Ruins of an ancient settlement called Omi-Ọṣun also exists along the Omi-Ọṣun river. This settlement was a former location of the Oke-Ila Orangun kingdom during the migrations of earlier centuries following the departure of the Oke-Ila and Ila factions from their ancient kingdom and mother city of Ila-Yara.

The name Omi-Ọṣun is attributed to the realization that the tributary feeds the Ọṣun River, as well as its subsequent dedication in ancient times to Ọṣun worship.

==Pollution==
In recent years, the river, which flows across five states in the region before entering the Gulf of Guinea, has been polluted by mining activity from surrounding communities. But no one is sure who, exactly, polluted the water.

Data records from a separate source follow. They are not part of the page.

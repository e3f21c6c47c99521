//! Day/night cycle session
//!
//! Drives a directional light through one full cycle per start request:
//!
//! 1. `Dawn` - night to day transition
//! 2. `Popup` - the day caption is visible
//! 3. `Day` - light holds the day settings
//! 4. `Dusk` - day to night transition
//! 5. `Complete`
//!
//! Each phase starts exactly where the previous one ended, so a late tick
//! may cross several phases at once.

use core::mem;

use embassy_time::{Duration, Instant};
use heapless::Vec;

use crate::light::LightState;
use crate::logging::trace;
use crate::popup::DayLabel;
use crate::transition::{Easing, InvalidDuration, TransitionSpec};

/// Maximum number of events reported by a single tick
pub const MAX_CYCLE_EVENTS: usize = 8;

/// Events reported by one tick
pub type CycleEvents = Vec<CycleEvent, MAX_CYCLE_EVENTS>;

/// Configuration for the day/night cycle
#[derive(Debug, Clone)]
pub struct DayNightConfig {
    /// Light settings at night (start and end of every cycle)
    pub night: LightState,
    /// Light settings during the day
    pub day: LightState,
    /// Duration of each transition (night to day and back)
    pub transition: Duration,
    /// How long the day caption stays visible after dawn
    pub popup: Duration,
    /// How long the light stays in the day state after the popup
    pub day_hold: Duration,
    pub easing: Easing,
}

impl Default for DayNightConfig {
    fn default() -> Self {
        Self {
            night: LightState::night(),
            day: LightState::day(),
            transition: Duration::from_secs(10),
            popup: Duration::from_secs(5),
            day_hold: Duration::from_secs(120),
            easing: Easing::Linear,
        }
    }
}

#[derive(Debug, Clone, Copy, PartialEq, Eq)]
pub enum CyclePhase {
    /// Waiting for the first start request
    Idle,
    Dawn,
    Popup,
    Day,
    Dusk,
    Complete,
}

#[derive(Debug, Clone, Copy, PartialEq, Eq)]
pub enum CycleEvent {
    /// A running cycle was abandoned by a new start request
    Restarted,
    DayStarted(u32),
    DawnComplete,
    PopupShown,
    PopupHidden,
    DuskStarted,
    CycleComplete,
    Cancelled,
}

/// Output of a single cycle tick
#[derive(Debug, Clone)]
pub struct CycleFrame {
    pub light: LightState,
    pub phase: CyclePhase,
    pub popup_visible: bool,
    pub label: DayLabel,
    pub events: CycleEvents,
}

/// Day/night cycle session
///
/// Owns the day counter and the running transition; the caller drives it
/// by calling [`DayNightCycle::tick`] once per frame.
#[derive(Debug, Clone)]
pub struct DayNightCycle {
    config: DayNightConfig,
    phase: CyclePhase,
    /// Time at which the current phase began
    phase_started: Instant,
    transition: Option<TransitionSpec<LightState>>,
    light: LightState,
    day_count: u32,
    label: DayLabel,
    pending: CycleEvents,
}

impl DayNightCycle {
    /// Create an idle cycle showing the night light
    pub fn new(config: DayNightConfig) -> Result<Self, InvalidDuration> {
        if config.transition.as_ticks() == 0 {
            return Err(InvalidDuration);
        }

        Ok(Self {
            light: config.night,
            config,
            phase: CyclePhase::Idle,
            phase_started: Instant::from_ticks(0),
            transition: None,
            day_count: 0,
            label: DayLabel::PressStart,
            pending: CycleEvents::new(),
        })
    }

    pub const fn config(&self) -> &DayNightConfig {
        &self.config
    }

    pub const fn phase(&self) -> CyclePhase {
        self.phase
    }

    pub const fn day_count(&self) -> u32 {
        self.day_count
    }

    pub const fn label(&self) -> DayLabel {
        self.label
    }

    pub const fn light(&self) -> &LightState {
        &self.light
    }

    /// Check if a cycle is in progress
    pub const fn is_running(&self) -> bool {
        !matches!(self.phase, CyclePhase::Idle | CyclePhase::Complete)
    }

    /// Start a new cycle at `now`
    ///
    /// A running cycle is abandoned. The day counter advances and the light
    /// snaps back to the night settings before dawn begins. Several starts
    /// before the next tick report a single `Restarted` and the latest
    /// `DayStarted`.
    pub fn start(&mut self, now: Instant) {
        let queued = self.pending.len();
        self.pending.retain(|event| {
            !matches!(
                event,
                CycleEvent::Restarted | CycleEvent::DayStarted(_) | CycleEvent::Cancelled
            )
        });
        let superseded = self.pending.len() != queued;

        if self.is_running() {
            trace!(
                "[DayNightCycle.start] abandoning cycle in phase {:?}",
                self.phase
            );
            self.close_popup();
        }
        if self.is_running() || superseded {
            self.emit(CycleEvent::Restarted);
        }

        self.day_count = self.day_count.saturating_add(1);
        self.label = DayLabel::Day(self.day_count);
        self.light = self.config.night;
        self.transition = self.transition_between(self.config.night, self.config.day);
        self.phase = CyclePhase::Dawn;
        self.phase_started = now;

        trace!("[DayNightCycle.start] day {} begins", self.day_count);
        self.emit(CycleEvent::DayStarted(self.day_count));
    }

    /// Stop the running cycle, keeping the current light
    pub fn cancel(&mut self) {
        if !self.is_running() {
            return;
        }
        trace!("[DayNightCycle.cancel] cancelled in phase {:?}", self.phase);
        self.close_popup();
        self.transition = None;
        self.phase = CyclePhase::Idle;
        self.emit(CycleEvent::Cancelled);
    }

    /// Advance the cycle to `now`
    pub fn tick(&mut self, now: Instant) -> CycleFrame {
        loop {
            let elapsed = now.saturating_duration_since(self.phase_started);
            match self.phase {
                CyclePhase::Idle | CyclePhase::Complete => break,
                CyclePhase::Dawn => {
                    if !self.sample_transition(elapsed) {
                        break;
                    }
                    self.emit(CycleEvent::DawnComplete);
                    self.emit(CycleEvent::PopupShown);
                    self.enter(CyclePhase::Popup, self.config.transition);
                }
                CyclePhase::Popup => {
                    if elapsed < self.config.popup {
                        break;
                    }
                    self.emit(CycleEvent::PopupHidden);
                    self.enter(CyclePhase::Day, self.config.popup);
                }
                CyclePhase::Day => {
                    if elapsed < self.config.day_hold {
                        break;
                    }
                    self.emit(CycleEvent::DuskStarted);
                    self.transition =
                        self.transition_between(self.config.day, self.config.night);
                    self.enter(CyclePhase::Dusk, self.config.day_hold);
                }
                CyclePhase::Dusk => {
                    if !self.sample_transition(elapsed) {
                        break;
                    }
                    trace!("[DayNightCycle.tick] day {} complete", self.day_count);
                    self.emit(CycleEvent::CycleComplete);
                    self.transition = None;
                    self.phase = CyclePhase::Complete;
                }
            }
        }

        CycleFrame {
            light: self.light,
            phase: self.phase,
            popup_visible: self.phase == CyclePhase::Popup,
            label: self.label,
            events: mem::take(&mut self.pending),
        }
    }

    /// Move to `phase`, which starts `after` the current phase began
    fn enter(&mut self, phase: CyclePhase, after: Duration) {
        self.phase_started += after;
        self.phase = phase;
    }

    /// Sample the running transition into the light
    ///
    /// Returns true once the transition has finished.
    fn sample_transition(&mut self, elapsed: Duration) -> bool {
        let Some(transition) = &self.transition else {
            return true;
        };
        let sample = transition.advance(elapsed);
        self.light = sample.state;
        sample.done
    }

    fn transition_between(
        &self,
        from: LightState,
        to: LightState,
    ) -> Option<TransitionSpec<LightState>> {
        TransitionSpec::new(from, to, self.config.transition)
            .ok()
            .map(|spec| spec.with_easing(self.config.easing))
    }

    /// Report the popup as hidden when its phase ends early
    fn close_popup(&mut self) {
        if self.phase == CyclePhase::Popup {
            self.emit(CycleEvent::PopupHidden);
        }
    }

    fn emit(&mut self, event: CycleEvent) {
        if self.pending.push(event).is_err() {
            trace!("[DayNightCycle] event queue full, dropped {:?}", event);
        }
    }
}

In Nigeria, artisanal mining is more common. Artisans use light equipment like shovels and focus on alluvial deposits but others, backed by smaller companies, use heavier equipment, including excavators. In Osun, residents pointed out Chinese backers who operated under an atmosphere of secrecy and employed armed security operatives. Across the course of the river and its tributaries, there are several mining sites. But Osun is also home to the only large-scale commercial gold mine in Nigeria. While the Nigerian government at state and federal levels have announced investigations, experts have said that regardless of who is responsible, there will be long-term effects on those who depend on the water for their livelihood and their faith. Water sample tests revealed levels of arsenic and mercury – priority chemical contaminants, according to the World Health Organization (WHO) and Nigerian Industrial Standards (NIS) – were 850 percent and more than 2,000 percent respectively above permissible levels.